Model rocketry is a hobby that involves the construction, launching, and successful landing of low power rockets, unmanned flying vessels that weight less than one ounce and may reach a maximum altitude of 1,500 feet. Low power rockets often have recovery systems that help launchers retrieve it after it has landed. Model rocketry enthusiasts may use a number of recovery methods, including featherweight recovery, tumble recovery, nose-blow recovery, and parachutes or streamers.
Enthusiasts may construct their own model rockets from paper, wood, plastic, or other lightweight materials, either from scratch or by assembling pre-packaged kits. In addition, enthusiasts may incorporate instrumentation that helps enliven the experience, such as aerial photography and electronic altimeters. Experienced model rocket enthusiasts may advance towards high-power rocketry. High-power model rockets follow the same principle as their low-power counterparts, except that they are constructed from heavier materials, such as fiberglass, aluminum, and composites. High-power rockets must also weight more than 1,500 grams, contain more than 125 grams of propellant, and have an impulse that lasts more than 320 Newton-seconds.
Model rocketry has origins in thirteenth century China, where the civilians used black powder to propel objects toward their desired destination. The Chinese referred to these objects as “arrows of fire,” and converted them to weapons of war. Over the course of a few hundred years, refinements were made in rocket design that improved the accuracy and distance achieved when using these modified flying objects. For instance, Jean Beavie developed the theory behind multistage rockets, or a sketched idea that incorporates multiple fuel pockets in line and then firing them in succession. Multistaging solved the problem of escaping the Earth's gravitational pull.
Other experimenters devised plans for building small model rockets; however, the first modern model rocket was not produced until much later. In 1954, Orville and Robert Carlisle developed the first model rocket motor, originally intended for educational purposes only until both brothers discovered the safety problems of young people trying to make their own model rocket engines with tragic results. In response to these accidents, the Carlisles marketed their model rocket engine as a safe outlet for the emerging hobby. They sent their model rocket engine design to Harry Stine, the Popular Mechanics author that wrote about the aforementioned tragedies in several articles produced in the magazine. Stine built and flew their rocket models, and then created a safety handbook, also known as the NAR Safety Code, for the rest of model rocket enthusiasts worldwide. This led to the development of model rocket mass production, which gave birth to Model Missiles Incorporated, Estes Industries, Centuri, Cox, and Quest Aerospace.

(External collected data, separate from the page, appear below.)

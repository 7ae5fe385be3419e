//! Checks on collaborator answers.

use lazy_static::lazy_static;
use regex::Regex;
use serde::Serialize;

/// Phrases that mark a refusal or an error message when they open an answer.
const REFUSAL_PHRASES: &[&str] = &[
    "I cannot",
    "I can't",
    "I'm sorry",
    "I am not able",
    "I don't have",
    "Unable to",
    "Error:",
    "Failed to",
    "Not possible",
    "Cannot process",
];

/// Only the head of an answer is searched for refusal phrases.
const REFUSAL_WINDOW: usize = 100;

lazy_static! {
    /// `[ESL]`, `[Adapted: ADHD]`
    static ref RE_BRACKET_MARKER: Regex =
        Regex::new(r"(?i)^\[(?:adapted:\s*)?[a-z]+\]$").unwrap();

    /// `Adapted for dyslexia`
    static ref RE_ADAPTED_FOR: Regex = Regex::new(r"(?i)^adapted for \w+$").unwrap();
}

/// Why an answer was rejected.
#[derive(Debug, Clone, Copy, PartialEq, Eq, Serialize)]
pub enum RejectReason {
    /// Empty or whitespace only
    Empty,
    /// A bare profile marker instead of text
    Placeholder,
    /// A refusal or error message
    Refusal,
}

/// Validate an answer for `original`.
///
/// # Examples
///
/// ```
/// use pdf_retext::adaptation::{validate_response, RejectReason};
///
/// assert!(validate_response("Photosynthesis", "Plants make food from light").is_ok());
/// assert_eq!(validate_response("x", "[ESL]"), Err(RejectReason::Placeholder));
/// assert_eq!(validate_response("x", "I'm sorry, I can't"), Err(RejectReason::Refusal));
/// ```
pub fn validate_response(original: &str, adapted: &str) -> Result<(), RejectReason> {
    let trimmed = adapted.trim();
    if trimmed.is_empty() {
        return Err(RejectReason::Empty);
    }
    if is_placeholder(trimmed) {
        return Err(RejectReason::Placeholder);
    }
    let head: String = trimmed.chars().take(REFUSAL_WINDOW).collect();
    if REFUSAL_PHRASES.iter().any(|p| head.contains(p)) {
        return Err(RejectReason::Refusal);
    }

    let original_len = original.trim().chars().count();
    if original_len >= 20 {
        let ratio = trimmed.chars().count() as f32 / original_len as f32;
        if !(0.1..=10.0).contains(&ratio) {
            log::warn!(
                "Adapted text length ratio {:.2} is unusual ({} -> {} chars)",
                ratio,
                original_len,
                trimmed.chars().count()
            );
        }
    }
    Ok(())
}

/// Whether `text` is a bare profile marker.
pub(crate) fn is_placeholder(text: &str) -> bool {
    let text = text.trim();
    RE_BRACKET_MARKER.is_match(text) || RE_ADAPTED_FOR.is_match(text)
}

#[cfg(test)]
mod tests {
    use super::*;

    #[test]
    fn test_placeholders() {
        for marker in ["[ESL]", "[adhd]", "[Adapted: ADHD]", "Adapted for dyslexia", " [ESL] "] {
            assert!(is_placeholder(marker), "{marker}");
        }
        assert!(!is_placeholder("[ESL] Plants make food"));
        assert!(!is_placeholder("Adapted for dyslexia readers today"));
    }

    #[test]
    fn test_refusal_only_in_head() {
        assert_eq!(validate_response("a", "Error: quota exceeded"), Err(RejectReason::Refusal));
        let late = format!("{} I cannot", "word ".repeat(30));
        assert!(validate_response("a", &late).is_ok());
    }

    #[test]
    fn test_empty() {
        assert_eq!(validate_response("a", "  \n"), Err(RejectReason::Empty));
    }

    #[test]
    fn test_long_expansion_is_accepted() {
        let original = "A short original sentence.";
        let expanded = "word ".repeat(200);
        assert!(validate_response(original, &expanded).is_ok());
    }
}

Each model rocket must conform with the National Association of Rocketry (NAR) Safety Code, which provides guidelines for rocket motor use, launch methods, launch site selection, launcher placement, recovery system design, and deployment. The majority of model rocket kits currently in production have a copy of the official NAR Safety Code to ensure that hobbyists understand the dangers associated with abusing the materials contained within the package. The NAR Safety Code was created to avoid injuries that previously haunted the pioneers of the sport. Modern model rocketry has been proven to be a safe hobby for people of all ages. In addition, many scholars cite the hobby as a major inspiration for children who eventually become scientists, astronomers, astronauts, and engineers.